* [The input]
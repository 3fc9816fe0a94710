//! Numeric disagreement between admissible sources.

use serde::{Deserialize, Serialize};

use crate::types::EvidenceItem;

#[derive(Debug, Clone, PartialEq, Serialize, Deserialize)]
pub struct ObservedValue {
    pub evidence_id: String,
    pub source_id: String,
    pub value: f64,
}

#[derive(Debug, Clone, PartialEq, Serialize, Deserialize)]
pub struct Contradiction {
    pub subject: String,
    pub unit: String,
    pub left: ObservedValue,
    pub right: ObservedValue,
    /// Gap relative to the smaller magnitude, in percent. `None` when one
    /// side is zero and the other is not.
    pub divergence_pct: Option<f64>,
}

impl Contradiction {
    pub fn describe(&self) -> String {
        let gap = match self.divergence_pct {
            Some(pct) => format!("{:.1}%", pct),
            None => "unbounded".to_string(),
        };
        format!(
            "{} reports {} {} for '{}' but {} reports {} {} ({} apart)",
            self.left.source_id,
            self.left.value,
            self.unit,
            self.subject,
            self.right.source_id,
            self.right.value,
            self.unit,
            gap
        )
    }
}

/// Relative divergence between two values, in percent of the smaller magnitude.
pub fn divergence_pct(a: f64, b: f64) -> Option<f64> {
    let smaller = a.abs().min(b.abs());
    let diff = (a - b).abs();
    if diff == 0.0 {
        Some(0.0)
    } else if smaller == 0.0 {
        None
    } else {
        Some(diff / smaller * 100.0)
    }
}

/// Every pair of admissible items on the claim's subject, from different
/// sources and in the same unit, with values further apart than `tolerance_pct`.
pub fn find_contradictions(
    evidence: &[EvidenceItem],
    claim_subject: &str,
    tolerance_pct: f64,
) -> Vec<Contradiction> {
    let observed: Vec<(&EvidenceItem, String, String, f64)> = evidence
        .iter()
        .filter(|e| e.is_relevant_to(claim_subject))
        .filter_map(|e| {
            let value = e.value?;
            let unit = e.unit.as_deref().unwrap_or("").trim().to_lowercase();
            let subject = e.subject_or(claim_subject).trim().to_lowercase();
            Some((e, subject, unit, value))
        })
        .collect();

    let mut found = Vec::new();
    for (i, (a, subject_a, unit_a, va)) in observed.iter().enumerate() {
        for (b, subject_b, unit_b, vb) in &observed[i + 1..] {
            if subject_a != subject_b || unit_a != unit_b || a.source_id == b.source_id {
                continue;
            }
            let divergence = divergence_pct(*va, *vb);
            if divergence.map_or(true, |pct| pct > tolerance_pct) {
                found.push(Contradiction {
                    subject: a.subject_or(claim_subject).to_string(),
                    unit: a.unit.clone().unwrap_or_default(),
                    left: ObservedValue {
                        evidence_id: a.id.clone(),
                        source_id: a.source_id.clone(),
                        value: *va,
                    },
                    right: ObservedValue {
                        evidence_id: b.id.clone(),
                        source_id: b.source_id.clone(),
                        value: *vb,
                    },
                    divergence_pct: divergence,
                });
            }
        }
    }
    found
}

#[cfg(test)]
mod tests {
    use super::*;

    fn fx(id: &str, source: &str, value: f64) -> EvidenceItem {
        EvidenceItem::new(id, source, "exchange rate").with_value(value, "YER/USD")
    }

    #[test]
    fn divergence_is_relative_to_smaller_value() {
        assert_eq!(divergence_pct(100.0, 110.0), Some(10.0));
        assert_eq!(divergence_pct(110.0, 100.0), Some(10.0));
        assert_eq!(divergence_pct(0.0, 0.0), Some(0.0));
        assert_eq!(divergence_pct(0.0, 5.0), None);
    }

    #[test]
    fn within_tolerance_is_not_a_contradiction() {
        let evidence = vec![fx("E1", "cby-aden", 1600.0), fx("E2", "imf", 1700.0)];
        assert!(find_contradictions(&evidence, "fx", 10.0).is_empty());
    }

    #[test]
    fn exactly_at_tolerance_is_not_a_contradiction() {
        let evidence = vec![fx("E1", "cby-aden", 100.0), fx("E2", "imf", 110.0)];
        assert!(find_contradictions(&evidence, "fx", 10.0).is_empty());
    }

    #[test]
    fn split_rates_contradict() {
        let evidence = vec![fx("E1", "cby-aden", 1600.0), fx("E2", "cby-sanaa", 530.0)];
        let found = find_contradictions(&evidence, "fx", 10.0);
        assert_eq!(found.len(), 1);
        assert_eq!(found[0].left.evidence_id, "E1");
        assert!(found[0].divergence_pct.unwrap() > 200.0);
        assert!(found[0].describe().contains("cby-sanaa"));
    }

    #[test]
    fn zero_against_nonzero_contradicts() {
        let evidence = vec![fx("E1", "a", 0.0), fx("E2", "b", 3.0)];
        let found = find_contradictions(&evidence, "fx", 10.0);
        assert_eq!(found.len(), 1);
        assert_eq!(found[0].divergence_pct, None);
    }

    #[test]
    fn ignores_same_source_other_units_and_inadmissible() {
        let evidence = vec![
            fx("E1", "a", 100.0),
            fx("E2", "a", 300.0),
            EvidenceItem::new("E3", "b", "x").with_value(300.0, "percent"),
            fx("E4", "c", 900.0).inadmissible(),
            fx("E5", "d", 900.0).with_subject("inflation"),
        ];
        assert!(find_contradictions(&evidence, "fx", 10.0).is_empty());
    }

    #[test]
    fn disagreement_on_another_subject_is_ignored() {
        let evidence = vec![
            fx("E1", "cby-aden", 1600.0),
            EvidenceItem::new("E2", "cso", "inflation").with_subject("inflation").with_value(10.0, "percent"),
            EvidenceItem::new("E3", "wfp", "inflation").with_subject("inflation").with_value(30.0, "percent"),
        ];
        assert!(find_contradictions(&evidence, "fx", 10.0).is_empty());
        assert_eq!(find_contradictions(&evidence, "inflation", 10.0).len(), 1);
    }
}
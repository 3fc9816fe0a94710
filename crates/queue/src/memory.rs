//! In-memory job repository.
//!
//! Uses `IndexMap` to keep insertion order (oldest first) with O(1) lookup
//! by job id. Suitable for tests and single-process embedding.

use std::sync::RwLock;

use async_trait::async_trait;
use indexmap::IndexMap;
use uuid::Uuid;

use crate::error::QueueError;
use crate::job::{Job, JobFilter, JobState};
use crate::repository::{dispatch_order, JobRepository};

#[derive(Debug, Default)]
pub struct MemoryJobStore {
    jobs: RwLock<IndexMap<Uuid, Job>>,
}

fn poisoned<T>(_: T) -> QueueError {
    QueueError::Storage("job store lock poisoned".into())
}

impl MemoryJobStore {
    pub fn new() -> Self {
        Self::default()
    }

    pub fn len(&self) -> usize {
        self.jobs.read().map(|j| j.len()).unwrap_or(0)
    }

    pub fn is_empty(&self) -> bool {
        self.len() == 0
    }
}

#[async_trait]
impl JobRepository for MemoryJobStore {
    async fn insert(&self, job: &Job) -> Result<(), QueueError> {
        let mut jobs = self.jobs.write().map_err(poisoned)?;
        if jobs.contains_key(&job.id) {
            return Err(QueueError::Invalid(format!("duplicate job id {}", job.id)));
        }
        jobs.insert(job.id, job.clone());
        Ok(())
    }

    async fn load(&self, id: Uuid) -> Result<Option<Job>, QueueError> {
        let jobs = self.jobs.read().map_err(poisoned)?;
        Ok(jobs.get(&id).cloned())
    }

    async fn compare_and_swap(&self, expected_version: i64, next: &Job) -> Result<bool, QueueError> {
        let mut jobs = self.jobs.write().map_err(poisoned)?;
        match jobs.get_mut(&next.id) {
            None => Err(QueueError::NotFound(next.id)),
            Some(current) if current.version != expected_version => Ok(false),
            Some(current) => {
                *current = next.clone();
                Ok(true)
            }
        }
    }

    async fn list(&self, filter: &JobFilter) -> Result<Vec<Job>, QueueError> {
        let jobs = self.jobs.read().map_err(poisoned)?;
        let mut out: Vec<Job> = jobs.values().filter(|j| filter.matches(j)).cloned().collect();
        out.sort_by(|a, b| a.created_at.cmp(&b.created_at));
        if let Some(limit) = filter.limit {
            out.truncate(limit);
        }
        Ok(out)
    }

    async fn pending_candidates(&self, limit: usize) -> Result<Vec<Job>, QueueError> {
        let jobs = self.jobs.read().map_err(poisoned)?;
        let mut out: Vec<Job> = jobs
            .values()
            .filter(|j| j.state == JobState::Pending && j.has_attempts_left())
            .cloned()
            .collect();
        out.sort_by(dispatch_order);
        out.truncate(limit);
        Ok(out)
    }

    async fn count_by_state(&self) -> Result<Vec<(JobState, u64)>, QueueError> {
        let jobs = self.jobs.read().map_err(poisoned)?;
        let mut counts: IndexMap<JobState, u64> = IndexMap::new();
        for job in jobs.values() {
            *counts.entry(job.state).or_default() += 1;
        }
        Ok(counts.into_iter().collect())
    }
}
//! Role checks and sign-in rules seen from a client.

use chatwire::{Message, Role};
use chatwire_testing::{SEEDED_SECRET, TestServer, assert_silent, seeded_context};
use rstest::rstest;

fn roster() -> Vec<(&'static str, Role)> {
    vec![
        ("oma", Role::User),
        ("opa", Role::User),
        ("agencyOne", Role::Agency),
        ("admin", Role::Admin),
    ]
}

#[rstest]
#[case::wiretap_user(Message::wiretap_user("oma", "opa", None))]
#[case::wiretap_group(Message::wiretap_group("oma", "knitting", None))]
#[case::approve(Message::approve("oma", None, "*"))]
#[case::reject(Message::reject("oma", None, "*"))]
#[case::role(Message::role("oma", "oma", Role::God))]
#[case::parent_control(Message::parent_control("oma", "opa", Some("on")))]
#[case::logger(Message::logger("oma", Some("on")))]
#[tokio::test]
async fn user_is_refused_privileged_commands(#[case] command: Message) {
    let server = TestServer::start(seeded_context(&roster())).await;
    let mut oma = server.signed_in("oma").await;
    oma.send(command).await;
    assert_eq!(oma.recv().await, Message::no_acknowledge(Some("permission denied")));
    assert_eq!(server.ctx().users().lookup("oma").map(|r| r.role), Some(Role::User));
    server.shutdown().await.expect("shutdown");
}

#[rstest]
#[tokio::test]
async fn agency_cannot_approve_its_own_request() {
    let server = TestServer::start(seeded_context(&roster())).await;
    let mut agency = server.signed_in("agencyOne").await;
    agency.send(Message::wiretap_user("agencyOne", "oma", None)).await;
    agency.recv().await;
    agency.send(Message::approve("agencyOne", None, "#1")).await;
    assert_eq!(agency.recv().await, Message::no_acknowledge(Some("permission denied")));
    server.shutdown().await.expect("shutdown");
}

#[rstest]
#[tokio::test]
async fn failed_sign_in_can_be_retried() {
    let server = TestServer::start(seeded_context(&roster())).await;
    let mut client = server.connect().await;
    assert_eq!(
        client.sign_in("oma", "wrong").await,
        Message::no_acknowledge(Some("invalid credentials"))
    );
    assert_eq!(
        client.sign_in("oma", SEEDED_SECRET).await,
        Message::acknowledge("oma", Some("user"))
    );
    server.shutdown().await.expect("shutdown");
}

#[rstest]
#[tokio::test]
async fn commands_before_sign_in_are_refused() {
    let server = TestServer::start(seeded_context(&roster())).await;
    let mut client = server.connect().await;
    client.send(Message::broadcast("oma", "sneaky")).await;
    assert_eq!(client.recv().await, Message::no_acknowledge(Some("not signed in")));
    server.shutdown().await.expect("shutdown");
}

#[rstest]
#[tokio::test]
async fn one_session_per_user() {
    let server = TestServer::start(seeded_context(&roster())).await;
    let _first = server.signed_in("oma").await;
    let mut second = server.connect().await;
    assert_eq!(
        second.sign_in("oma", SEEDED_SECRET).await,
        Message::no_acknowledge(Some("oma is already connected"))
    );
    server.shutdown().await.expect("shutdown");
}

#[rstest]
#[tokio::test]
async fn claimed_sender_is_replaced_by_signed_in_name() {
    let server = TestServer::start(seeded_context(&roster())).await;
    let mut oma = server.signed_in("oma").await;
    let mut opa = server.signed_in("opa").await;
    oma.send(Message::direct("admin", "opa", "it is me, the admin")).await;
    assert_eq!(opa.recv().await, Message::direct("oma", "opa", "it is me, the admin"));
    assert_silent!(oma);
    server.shutdown().await.expect("shutdown");
}

#[rstest]
#[tokio::test]
async fn promoted_user_gains_commands_immediately() {
    let server = TestServer::start(seeded_context(&roster())).await;
    let mut admin = server.signed_in("admin").await;
    let mut opa = server.signed_in("opa").await;
    admin.send(Message::role("admin", "opa", Role::Agency)).await;
    admin.recv().await;
    assert_eq!(opa.recv().await, Message::role("admin", "opa", Role::Agency));

    opa.send(Message::wiretap_user("opa", "oma", None)).await;
    assert_eq!(
        opa.recv().await,
        Message::acknowledge("opa", Some("wiretap request #1 pending"))
    );
    server.shutdown().await.expect("shutdown");
}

* [What the exercise asks]
Word for word, quote the lines of the material from the first line through the line with "other is not.", both ends included.

* [Answer section]
repository 3fc9816fe0a94710
//! Numeric disagreement between admissible sources.

use serde::{Deserialize, Serialize};

use crate::types::EvidenceItem;

#[derive(Debug, Clone, PartialEq, Serialize, Deserialize)]
pub struct ObservedValue {
    pub evidence_id: String,
    pub source_id: String,
    pub value: f64,
}

#[derive(Debug, Clone, PartialEq, Serialize, Deserialize)]
pub struct Contradiction {
    pub subject: String,
    pub unit: String,
    pub left: ObservedValue,
    pub right: ObservedValue,
    /// Gap relative to the smaller magnitude, in percent. `None` when one
    /// side is zero and the other is not.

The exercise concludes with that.